COOKEVILLE-PUTNAM COUNTY, TENNESSEE TO HOST THE WALL THAT HEALS


Cookeville, Tenn. selected to host traveling Vietnam veterans’ memorial, The Wall That Heals, April 18-22, 2018.

The Wall That Heals, a replica of the Vietnam Veterans Memorial Wall, along with a mobile education center, will be in Cookeville-Putnam County, Tenn., April 19-22, 2018. As the only display in Tennessee, the exhibit is expected to welcome guests from across the Southeast, will be open 24 hours a day and is free to the public. The Wall That Heals honors the more than three million Americans who served in the U.S. Armed forces in the Vietnam War and bears the names of the more than 58,000 men and women who made the ultimate sacrifice in Vietnam.

Cookeville-Putnam County will be among the first to host a new, larger exhibit which includes a three-quarter scale Wall replica that is 375-feet in length and stands 7.5 feet high at its tallest point. With the new replica at this size, visitors will be able to experience The Wall rising above them as they walk towards the apex, a key feature of the design of The Wall in D.C. For the first time in the history of The Wall That Heals, visitors will be able to do name rubbings of individual service member's names on The Wall.

"We are honored to host this powerful exhibit in Tennessee as we remember each of these heroes who gave the ultimate sacrifice for our country,” Gov. Bill Haslam said. “This is even more special for Tennessee, as the first Vietnam casualty is actually from this region. Spec James Thomas “Tom” Davis is buried less than 20 miles from where the Wall will be on display.”

Nine Putnam County residents are listed on the wall, and 65 from the Upper Cumberland region.

“This opportunity to host such a tribute to our veterans is something that the community in Putnam County will always take pride in,” said Putnam County Executive Randy Porter. “We are known as a patriotic community, making this a natural fit to have the honor of hosting and paying respects to our Vietnam veterans.”

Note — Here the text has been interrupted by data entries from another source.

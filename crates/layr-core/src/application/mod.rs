//! Application layer for Layr.
//!
//! This layer contains:
//! - **Services**: Generators, the materializer, and the `ScaffoldService` facade
//! - **Ports**: Interface definitions (traits) for external dependencies
//! - **Errors**: Application-specific error types
//!
//! The application layer coordinates the domain layer. Naming and layout
//! rules live in `crate::domain`.

pub mod error;
pub mod ports;
pub mod services;

// Re-export main services
pub use services::{
    ComponentGenerator, Materializer, ModuleGenerator, ProjectGenerator, ScaffoldService,
    TemplateEngine,
};

// Re-export port traits (for adapter implementation)
pub use ports::{Filesystem, TemplateRenderer, TemplateStore};

pub use error::{ApplicationError, TemplateError};
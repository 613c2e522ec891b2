use crate::domain::{entities::ArtifactPlan, error::DomainError};

/// Centralized domain validation.
///
/// All validation logic lives here, not scattered across generators.
pub struct DomainValidator;

impl DomainValidator {
    /// Reject names that would escape or hide inside the target tree.
    ///
    /// This is a filesystem safety check only. Names that are not valid
    /// identifiers in the generated language pass through untouched.
    pub fn validate_name(name: &str) -> Result<(), DomainError> {
        let reason = if name.trim().is_empty() {
            Some("name cannot be empty")
        } else if name.contains(['/', '\\']) {
            Some("name cannot contain path separators")
        } else if name.starts_with('.') {
            Some("name cannot start with '.'")
        } else {
            None
        };

        match reason {
            Some(reason) => Err(DomainError::InvalidName {
                name: name.to_owned(),
                reason,
            }),
            None => Ok(()),
        }
    }

    pub fn validate_plan(plan: &ArtifactPlan) -> Result<(), DomainError> {
        plan.validate()
    }
}

#[cfg(test)]
mod tests {
    use super::*;

    #[test]
    fn accepts_plain_names() {
        for name in ["order", "OrderItem", "order_item", "v2"] {
            assert!(DomainValidator::validate_name(name).is_ok(), "{name}");
        }
    }

    #[test]
    fn rejects_unsafe_names() {
        for name in ["", "   ", "../etc", "a/b", "a\\b", ".hidden", ".."] {
            assert!(
                matches!(
                    DomainValidator::validate_name(name),
                    Err(DomainError::InvalidName { .. })
                ),
                "{name:?}"
            );
        }
    }
}
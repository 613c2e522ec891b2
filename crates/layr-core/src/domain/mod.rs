// ============================================================================
//  CLEAN MODULE BOUNDARIES
// ============================================================================

//! Core domain layer for Layr.
//!
//! This module contains pure generation logic with ZERO I/O. Rendering and
//! storage are reached only through ports (traits) defined in the
//! application layer.
//!
//! ## Hexagonal Architecture Compliance
//!
//! - **No async**: Domain logic is synchronous
//! - **No I/O**: No filesystem, network, or external calls
//! - **Immutable entities**: Requests, plans and name forms are Clone + PartialEq
//! - **One naming source**: every generator derives names through [`NameForm`]
//!   and paths through [`capabilities`]
//!
// Public API - what the world sees
pub mod capabilities;
pub mod entities;
pub mod error;
pub mod name_form;
pub mod value_objects;

mod validation;

// Re-exports for convenience
pub use entities::{
    artifact_plan::{ArtifactPlan, FileArtifact, GenerationReport},
    common::RelativePath,
    request::{GenerationKind, GenerationRequest},
    template::{
        IMPORT_PATH_MARKER, LOWER_NAME_KEY, NAME_KEY, ProjectFile, RenderContext, TemplateKey,
        TemplatePhase, TemplateSpec,
    },
};

pub use error::{DomainError, ErrorCategory};
pub use name_form::NameForm;
pub use value_objects::{ArtifactKind, ComponentKind, DatabaseKind, Flavor};

pub use validation::DomainValidator;
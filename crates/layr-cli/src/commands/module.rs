//! Implementation of the `layr module` command.

use tracing::instrument;

use layr_core::domain::{GenerationRequest, NameForm};

use crate::{
    cli::ModuleArgs,
    commands::{current_import_path, run_request},
    error::CliResult,
    output::OutputManager,
};

/// Generate a CRUD module into the project in the working directory.
#[instrument(skip_all, fields(module = %args.name))]
pub fn execute(args: ModuleArgs, output: OutputManager) -> CliResult<()> {
    let import_path = current_import_path()?;
    let request = GenerationRequest::module(args.name.as_str(), import_path, ".");

    run_request(&request, args.dry_run, &output)?;
    if args.dry_run {
        return Ok(());
    }

    let name = NameForm::derive(args.name.as_str());
    output.success(&format!("Generated {request}"))?;
    output.print("")?;
    output.print("Wire it up in cmd/main.go:")?;
    output.print(&format!(
        "  add &entity.{}{{}} to the database.AutoMigrate call",
        name.capitalized()
    ))?;
    output.print(&format!(
        "  deliveryhttp.New{0}Handler(usecase.New{0}Usecase(repository.New{0}Repository(db))).RegisterRoutes(r)",
        name.capitalized()
    ))?;
    Ok(())
}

“We invite guests to pay their respects at the Wall, but to also take advantage of the opportunities to fulfill their patriotic notions by visiting Spec Davis’ grave and other veterans memorial points-of-interest in the Upper Cumberland, such as Alvin C. York State Historic Park, Putnam and Jackson County Veterans' Halls, White County Veterans' Memorial Park, and Crossville's Military Memorial Museum,” said Porter.

The Vietnam Veterans Memorial is one of the most visited memorials in Washington, D.C., with more than 5.2 million visitors each year. However, many Americans have not been able to visit what has become known to many as "The Wall." The Wall That Heals made its debut in 1996 and since then has been on display in nearly 600 U.S. communities in addition to an April 1999 tour of the Four Provinces of Ireland and a visit to Canada in 2005. Last year alone, more than 250,000 people visited The Wall That Heals. Hosting The Wall That Heals provides a community with a multi-day experience that includes an education for local schools and organizations on the history of the Vietnam era and The Wall.